轉錄是遺傳信息從DNA到RNA傳遞的關鍵步驟,也是RNA生物合成的最主要形式。轉錄因子(transcription factor)是一類能與基因5’端特定序列專一性結合,使目的基因以特定的強度在特定的時間與空間表達的蛋白質分子,是參與轉錄調控的關鍵因素之一。
染色質免疫沉淀(Chromatin immunoprecipitation,ChIP)是一種分析 DNA 與蛋白質相互作用的研究方法。它的基本原理是活細胞或新鮮組織經過交聯方式鎖定核蛋白(轉錄因子、DNA損傷修復蛋白、組蛋白或DNA修飾酶、讀取酶、去修飾酶等)與靶基因互作關系,再利用超聲波物理法或生物酶法使染色質片段化,最后用核蛋白的特異性抗體,通過免疫結合的方式富集核蛋白所結合的 DNA 片段。核蛋白結合DNA片段分離純化后,可以進行定量qPCR或高通量測序等分析。
ChIP技術原理圖
1. 驗證已知蛋白-DNA相互作用;
2. 研究轉錄因子的靶向基因及結合位點;
3. 研究DNA/RNA聚合酶、轉錄復合物在基因組上的作用位點;
4. 研究組蛋白共價修飾與基因表達的關系。
① 胞內反應:使用抗體免疫沉淀胞內蛋白-DNA復合物,真實反應細胞生理狀態;
② 流程簡便:操作簡便;
③ 時間周期短:整個實驗流程<8h。
問:ChIP實驗完成之后,IP、IgG組別之間的CT值差異不大,是什么原因?
答:IP組CT值在28可能有以下幾種原因或之一:①樣本量不夠;②檢測基因非轉錄因子靶基因;③ 抗體效價低;④ 抗體非ChIP級別;⑤引物設計問題。
問:10e6的樣本量是否能夠開展ChIP實驗?
答:不推薦,受特定時期轉錄因子發生轉錄激活的幾率較低的影響,需要10e7細胞才能開展實驗。

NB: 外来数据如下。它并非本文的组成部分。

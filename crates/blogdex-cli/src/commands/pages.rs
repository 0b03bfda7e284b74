//! Pages command implementation

use anyhow::Result;
use blogdex_core::Config;
use blogdex_core::pagination::window;

use crate::error::CliError;
use crate::output::{OutputFormat, print_json};

/// Execute the pages command
pub fn execute(
    config: &Config,
    total: usize,
    per_page: Option<usize>,
    page: usize,
    range: Option<usize>,
    format: OutputFormat,
) -> Result<()> {
    let per_page = per_page.unwrap_or(config.listing.items_per_page);
    if per_page == 0 {
        return Err(CliError::usage(anyhow::anyhow!("--per-page must be at least 1")).into());
    }
    let window = window(
        total,
        per_page,
        page,
        range.unwrap_or(config.listing.visible_range),
    );

    match format {
        OutputFormat::Json => print_json(&window)?,
        OutputFormat::Text if window.tokens.is_empty() => println!("(no pages)"),
        OutputFormat::Text => println!("{window}"),
    }
    Ok(())
}
#![allow(clippy::unwrap_used)]

mod common;

use common::{blogdex_cmd, built_site, site, stdout_json, write_post};
use predicates::prelude::*;
use std::fs;

#[test]
fn build_writes_the_artifact() {
    let dir = site();

    blogdex_cmd(dir.path())
        .arg("build")
        .assert()
        .success()
        .stdout(predicate::str::contains("Indexed 4 documents"));

    let artifact = dir.path().join("public/search-index.json");
    let json: serde_json::Value = serde_json::from_str(&fs::read_to_string(artifact).unwrap()).unwrap();
    assert_eq!(json.as_array().unwrap().len(), 4);
    assert!(json[0].get("createdAt").is_some());
}

#[test]
fn build_honors_content_and_output_flags() {
    let dir = site();
    fs::rename(dir.path().join("content"), dir.path().join("posts")).unwrap();

    blogdex_cmd(dir.path())
        .args(["build", "--content", "posts", "--output", "out/index.json"])
        .assert()
        .success();

    assert!(dir.path().join("out/index.json").is_file());
}

#[test]
fn build_reports_broken_front_matter_and_continues() {
    let dir = site();
    fs::write(
        dir.path().join("content/broken.md"),
        "---\ntitle: \"unterminated\n---\nStill indexed\n",
    )
    .unwrap();

    blogdex_cmd(dir.path())
        .arg("build")
        .assert()
        .success()
        .stdout(predicate::str::contains("Indexed 5 documents"))
        .stderr(predicate::str::contains("broken"));
}

#[test]
fn build_without_content_root_is_an_io_error() {
    let dir = tempfile::tempdir().unwrap();

    blogdex_cmd(dir.path())
        .arg("build")
        .assert()
        .code(4)
        .stderr(predicate::str::contains("content root"));
}

#[test]
fn search_json_ranks_exact_title_first() {
    let dir = built_site();

    let output = blogdex_cmd(dir.path())
        .args(["search", "understanding", "ownership", "--format", "json"])
        .output()
        .unwrap();

    assert!(output.status.success());
    let hits = stdout_json(&output);
    assert_eq!(hits[0]["id"], "rust/ownership");
    assert_eq!(hits[0]["title"], "Understanding Ownership");
    assert!(hits[0]["surrounding_text"].as_str().unwrap().starts_with("Moves"));
    assert!(hits[0]["score"].as_f64().unwrap() > 0.0);
}

#[test]
fn search_tolerates_typos_and_respects_limit() {
    let dir = built_site();

    let output = blogdex_cmd(dir.path())
        .args(["search", "flexbx", "-f", "json"])
        .output()
        .unwrap();
    assert_eq!(stdout_json(&output)[0]["id"], "web/flexbox");

    let output = blogdex_cmd(dir.path())
        .args(["search", "rust", "-l", "1", "-f", "json"])
        .output()
        .unwrap();
    assert_eq!(stdout_json(&output).as_array().unwrap().len(), 1);
}

#[test]
fn search_text_reports_no_results() {
    let dir = built_site();

    blogdex_cmd(dir.path())
        .args(["search", "quantum", "zymurgy"])
        .assert()
        .success()
        .stdout(predicate::str::contains("No results for 'quantum zymurgy'"));
}

#[test]
fn search_sees_new_posts_after_rebuild() {
    let dir = built_site();
    write_post(dir.path(), "web/grid.md", "Grid Areas", "[css]", "Named areas.");

    blogdex_cmd(dir.path()).arg("build").assert().success();

    let output = blogdex_cmd(dir.path())
        .args(["search", "grid", "areas", "-f", "json"])
        .output()
        .unwrap();
    assert_eq!(stdout_json(&output)[0]["id"], "web/grid");
}

#[test]
fn search_without_artifact_exits_not_found() {
    let dir = site();

    blogdex_cmd(dir.path())
        .args(["search", "ownership"])
        .assert()
        .code(3)
        .stderr(predicate::str::contains("no search index"));
}

#[test]
fn search_with_corrupt_artifact_exits_integrity() {
    let dir = built_site();
    fs::write(dir.path().join("public/search-index.json"), "{ not json").unwrap();

    blogdex_cmd(dir.path())
        .args(["search", "ownership"])
        .assert()
        .code(6);
}

#[test]
fn local_config_file_is_used() {
    let dir = site();
    fs::write(
        dir.path().join("blogdex.toml"),
        "[paths]\nartifact = \"dist/index.json\"\n",
    )
    .unwrap();

    blogdex_cmd(dir.path()).arg("build").assert().success();
    assert!(dir.path().join("dist/index.json").is_file());

    blogdex_cmd(dir.path())
        .args(["search", "trait", "-f", "json"])
        .assert()
        .success();
}

#[test]
fn invalid_config_is_a_usage_error() {
    let dir = site();
    fs::write(dir.path().join("blogdex.toml"), "[search]\nthreshold = 2.0\n").unwrap();

    blogdex_cmd(dir.path())
        .arg("build")
        .assert()
        .code(2)
        .stderr(predicate::str::contains("threshold"));
}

問:ChIP實驗的陰陽性對照如何選擇,實驗是否陰陽性對照是必須的?
答:陰性靶基因可以選擇GAPDH或ACTB,但是陽性靶基因受細胞類型,生理狀態機藥物干預等因素影響,沒有辦法統一,推薦查閱文獻報道;推薦增加陰陽性對照檢測,但不必須。
問:ChIP產物濃度一般什么范圍?
答:ChIP產物總量及濃度受轉錄因子表達水平、靶基因數量及細胞狀態等諸多因素影響,所以沒有統一的標準,一般總量在1 ~ 200ng范圍內。
問:ChIP產物濃度較低,超微量分光光度計無法檢測,是實驗失敗了嗎?
答:ChIP產物總量及濃度受轉錄因子表達水平、靶基因數量及細胞狀態等諸多因素影響,產物總量一般較低,超微量分光光度計的檢測范圍在10 ~ 1000 ng范圍,超出檢測范圍就會無法檢測,推薦以qPCR檢測為準。
問:無ChIP級別抗體,IP級別抗體能否開展ChIP實驗?
答:IP級別抗體理論上可以開展ChIP實驗,建議實驗前先經過CoIP驗證抗體能否工作;
問:關鍵設備是什么,超聲破碎步驟是否必須,有探頭與無探頭的超聲破碎儀如
何選擇?
答:基因組需要經超聲打斷后方可開展染色質免疫共沉淀,有探頭與無探頭的超聲破碎儀主要的區別在于工作功率,前者功率明顯高于后者,推薦的工作功率為500 ~ 900范圍。
問:CUT-Tag與ChIP技術如何做選擇?
答:兩種技術都是用于轉錄因子的靶基因研究,差異在于①基因組打斷的方式前者為么酶切打斷,后者為超聲波打斷,沒有超聲波破碎儀的可以選擇前者;② CUT-Tag打斷與建庫同步,操作更簡便;③ChIP實驗中抗體結合轉錄因子體系較大,非特異性較低。
問:Input樣本qPCR的Ct值在28以上正常嗎?
答:不正常,10e7細胞的樣本量,標準的實驗結果Ct值在 20 ~ 24范圍,如果超出范圍可能得原因是①細胞數量不夠;② 細胞活性低;③回收失敗;需要重新實驗。
問:磁珠結合抗體的步驟中,體系在垂直搖動時不流動正常嗎?
答:正常,為了提高抗體磁珠結合效率,需要較小的結合體系;盡管搖動時肉眼觀察不到溶液流動,但是磁珠一直在浮動的,也不會發生沉降。